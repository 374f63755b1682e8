//! Runtime values matched and produced by the special forms.
//!
//! # Heap Enforcement
//!
//! Heap payloads (strings, tuples, lists, maps) are wrapped in `Heap<T>`,
//! whose constructor is private to this module. The only way to build one is
//! through a `Value::` factory method:
//!
//! ```text
//! let s = Value::string("hello");                      // OK
//! let pair = Value::tuple(vec![Value::atom("ok"), s]); // OK
//! let bad = Value::Str(Heap::new(...));                // ERROR: Heap::new is pub(super)
//! ```
//!
//! Values are immutable and cheap to clone; sharing a payload across threads
//! (for example a message sent to another mailbox) clones an `Arc`.

mod heap;

use std::collections::BTreeMap;
use std::fmt;

use crate::atom::Atom;

pub use heap::Heap;

/// Key of a map value.
///
/// Restricted to the scalar kinds that have a total order, so maps display
/// and compare deterministically.
#[derive(Clone, Debug, PartialEq, Eq, PartialOrd, Ord, Hash)]
pub enum MapKey {
    Atom(Atom),
    Int(i64),
    Str(String),
}

impl MapKey {
    /// Convert a value into a map key, if it is a keyable scalar.
    pub fn from_value(value: &Value) -> Option<Self> {
        match value {
            Value::Atom(a) => Some(MapKey::Atom(*a)),
            Value::Int(n) => Some(MapKey::Int(*n)),
            Value::Str(s) => Some(MapKey::Str(s.to_string())),
            _ => None,
        }
    }

    /// The key as a value.
    pub fn to_value(&self) -> Value {
        match self {
            MapKey::Atom(a) => Value::Atom(*a),
            MapKey::Int(n) => Value::Int(*n),
            MapKey::Str(s) => Value::string(s.as_str()),
        }
    }
}

impl From<&str> for MapKey {
    fn from(s: &str) -> Self {
        MapKey::Str(s.to_string())
    }
}

impl From<Atom> for MapKey {
    fn from(a: Atom) -> Self {
        MapKey::Atom(a)
    }
}

impl fmt::Display for MapKey {
    fn fmt(&self, f: &mut fmt::Formatter<'_>) -> fmt::Result {
        match self {
            MapKey::Atom(a) => write!(f, "{a}"),
            MapKey::Int(n) => write!(f, "{n}"),
            MapKey::Str(s) => write!(f, "{s:?}"),
        }
    }
}

/// A runtime value.
#[derive(Clone, Debug)]
pub enum Value {
    // Immediates (no heap allocation)
    /// The `nil` value.
    Nil,
    Bool(bool),
    Int(i64),
    Float(f64),
    Atom(Atom),

    // Heap types
    Str(Heap<String>),
    /// Fixed-size tuple (`{a, b}`).
    Tuple(Heap<Vec<Value>>),
    /// List (`[a, b]`).
    List(Heap<Vec<Value>>),
    /// Map (`%{k => v}`).
    Map(Heap<BTreeMap<MapKey, Value>>),
}

// Factory Methods (ONLY way to construct heap values)

impl Value {
    #[inline]
    pub fn int(n: i64) -> Self {
        Value::Int(n)
    }

    #[inline]
    pub fn float(f: f64) -> Self {
        Value::Float(f)
    }

    /// Create an atom value, interning `name`.
    #[inline]
    pub fn atom(name: &str) -> Self {
        Value::Atom(Atom::new(name))
    }

    #[inline]
    pub fn string(s: impl Into<String>) -> Self {
        Value::Str(Heap::new(s.into()))
    }

    #[inline]
    pub fn tuple(items: Vec<Value>) -> Self {
        Value::Tuple(Heap::new(items))
    }

    #[inline]
    pub fn list(items: Vec<Value>) -> Self {
        Value::List(Heap::new(items))
    }

    /// Create a map value. Later entries overwrite earlier ones with the same key.
    pub fn map(entries: impl IntoIterator<Item = (MapKey, Value)>) -> Self {
        Value::Map(Heap::new(entries.into_iter().collect()))
    }

    /// `{:ok, value}`.
    pub fn ok(value: Value) -> Self {
        Value::tuple(vec![Value::atom("ok"), value])
    }

    /// `{:error, reason}`.
    pub fn error(reason: Value) -> Self {
        Value::tuple(vec![Value::atom("error"), reason])
    }
}

impl From<bool> for Value {
    fn from(b: bool) -> Self {
        Value::Bool(b)
    }
}

impl From<i64> for Value {
    fn from(n: i64) -> Self {
        Value::Int(n)
    }
}

impl From<&str> for Value {
    fn from(s: &str) -> Self {
        Value::string(s)
    }
}

impl From<Atom> for Value {
    fn from(a: Atom) -> Self {
        Value::Atom(a)
    }
}

// Copy-on-write Updates
//
// Each update consumes the value and returns the updated one, or gives the
// value back unchanged in `Err` when it is of the wrong kind. A uniquely
// owned payload is updated in place; a shared one is copied first, so other
// holders never observe the change.

impl Value {
    /// Append `item` to a list value.
    pub fn list_push(self, item: Value) -> Result<Value, Value> {
        match self {
            Value::List(mut items) => {
                items.make_mut().push(item);
                Ok(Value::List(items))
            }
            other => Err(other),
        }
    }

    /// Insert `key => item` into a map value, replacing an existing entry.
    pub fn map_insert(self, key: MapKey, item: Value) -> Result<Value, Value> {
        match self {
            Value::Map(mut map) => {
                map.make_mut().insert(key, item);
                Ok(Value::Map(map))
            }
            other => Err(other),
        }
    }

    /// Append `suffix` to a string value.
    pub fn str_push(self, suffix: &str) -> Result<Value, Value> {
        match self {
            Value::Str(mut s) => {
                s.make_mut().push_str(suffix);
                Ok(Value::Str(s))
            }
            other => Err(other),
        }
    }
}

// Value Methods

impl Value {
    /// Truthiness in the source language: only `nil` and `false` are falsy.
    pub fn is_truthy(&self) -> bool {
        !matches!(self, Value::Nil | Value::Bool(false))
    }

    pub fn as_int(&self) -> Option<i64> {
        match self {
            Value::Int(n) => Some(*n),
            _ => None,
        }
    }

    pub fn as_bool(&self) -> Option<bool> {
        match self {
            Value::Bool(b) => Some(*b),
            _ => None,
        }
    }

    pub fn as_atom(&self) -> Option<Atom> {
        match self {
            Value::Atom(a) => Some(*a),
            _ => None,
        }
    }

    pub fn as_str(&self) -> Option<&str> {
        match self {
            Value::Str(s) => Some(s),
            _ => None,
        }
    }

    pub fn as_tuple(&self) -> Option<&[Value]> {
        match self {
            Value::Tuple(items) => Some(items),
            _ => None,
        }
    }

    pub fn as_list(&self) -> Option<&[Value]> {
        match self {
            Value::List(items) => Some(items),
            _ => None,
        }
    }

    pub fn as_map(&self) -> Option<&BTreeMap<MapKey, Value>> {
        match self {
            Value::Map(map) => Some(map),
            _ => None,
        }
    }

    /// Look up `key` in a map value. `None` for missing keys and non-maps.
    pub fn get(&self, key: &MapKey) -> Option<&Value> {
        self.as_map().and_then(|map| map.get(key))
    }

    /// Check whether this value is the atom `name`.
    pub fn is_atom(&self, name: &str) -> bool {
        matches!(self, Value::Atom(a) if a.as_str() == name)
    }

    /// Type name for error messages.
    pub fn type_name(&self) -> &'static str {
        match self {
            Value::Nil => "nil",
            Value::Bool(_) => "boolean",
            Value::Int(_) => "integer",
            Value::Float(_) => "float",
            Value::Atom(_) => "atom",
            Value::Str(_) => "string",
            Value::Tuple(_) => "tuple",
            Value::List(_) => "list",
            Value::Map(_) => "map",
        }
    }
}

// Trait Implementations

/// Strict structural equality: `1` and `1.0` are different values.
impl PartialEq for Value {
    fn eq(&self, other: &Self) -> bool {
        match (self, other) {
            (Value::Nil, Value::Nil) => true,
            (Value::Bool(a), Value::Bool(b)) => a == b,
            (Value::Int(a), Value::Int(b)) => a == b,
            (Value::Float(a), Value::Float(b)) => a == b,
            (Value::Atom(a), Value::Atom(b)) => a == b,
            (Value::Str(a), Value::Str(b)) => a == b,
            (Value::Tuple(a), Value::Tuple(b)) | (Value::List(a), Value::List(b)) => a == b,
            (Value::Map(a), Value::Map(b)) => a == b,
            _ => false,
        }
    }
}

fn write_seq(f: &mut fmt::Formatter<'_>, items: &[Value]) -> fmt::Result {
    for (i, item) in items.iter().enumerate() {
        if i > 0 {
            write!(f, ", ")?;
        }
        write!(f, "{item}")?;
    }
    Ok(())
}

impl fmt::Display for Value {
    fn fmt(&self, f: &mut fmt::Formatter<'_>) -> fmt::Result {
        match self {
            Value::Nil => write!(f, "nil"),
            Value::Bool(b) => write!(f, "{b}"),
            Value::Int(n) => write!(f, "{n}"),
            Value::Float(n) => write!(f, "{n:?}"),
            Value::Atom(a) => write!(f, "{a}"),
            Value::Str(s) => write!(f, "{:?}", &**s),
            Value::Tuple(items) => {
                write!(f, "{{")?;
                write_seq(f, items)?;
                write!(f, "}}")
            }
            Value::List(items) => {
                write!(f, "[")?;
                write_seq(f, items)?;
                write!(f, "]")
            }
            Value::Map(map) => {
                write!(f, "%{{")?;
                for (i, (k, v)) in map.iter().enumerate() {
                    if i > 0 {
                        write!(f, ", ")?;
                    }
                    match k {
                        MapKey::Atom(a) => write!(f, "{}: {v}", a.as_str())?,
                        _ => write!(f, "{k} => {v}")?,
                    }
                }
                write!(f, "}}")
            }
        }
    }
}

#[cfg(test)]
#[allow(
    clippy::unwrap_used,
    reason = "tests use unwrap to panic on unexpected state"
)]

▸ WHAT YOU SHOULD DO
The answer is the lines above between the line holding "pub fn ok(value: Value)" and the line holding "fn from(n: i64)", inclusive, each written out exactly, and no others.

▸ SOLUTION TO THIS TASK
    pub fn ok(value: Value) -> Self {
        Value::tuple(vec![Value::atom("ok"), value])
    }

    /// `{:error, reason}`.
    pub fn error(reason: Value) -> Self {
        Value::tuple(vec![Value::atom("error"), reason])
    }
}

impl From<bool> for Value {
    fn from(b: bool) -> Self {
        Value::Bool(b)
    }
}

impl From<i64> for Value {
    fn from(n: i64) -> Self {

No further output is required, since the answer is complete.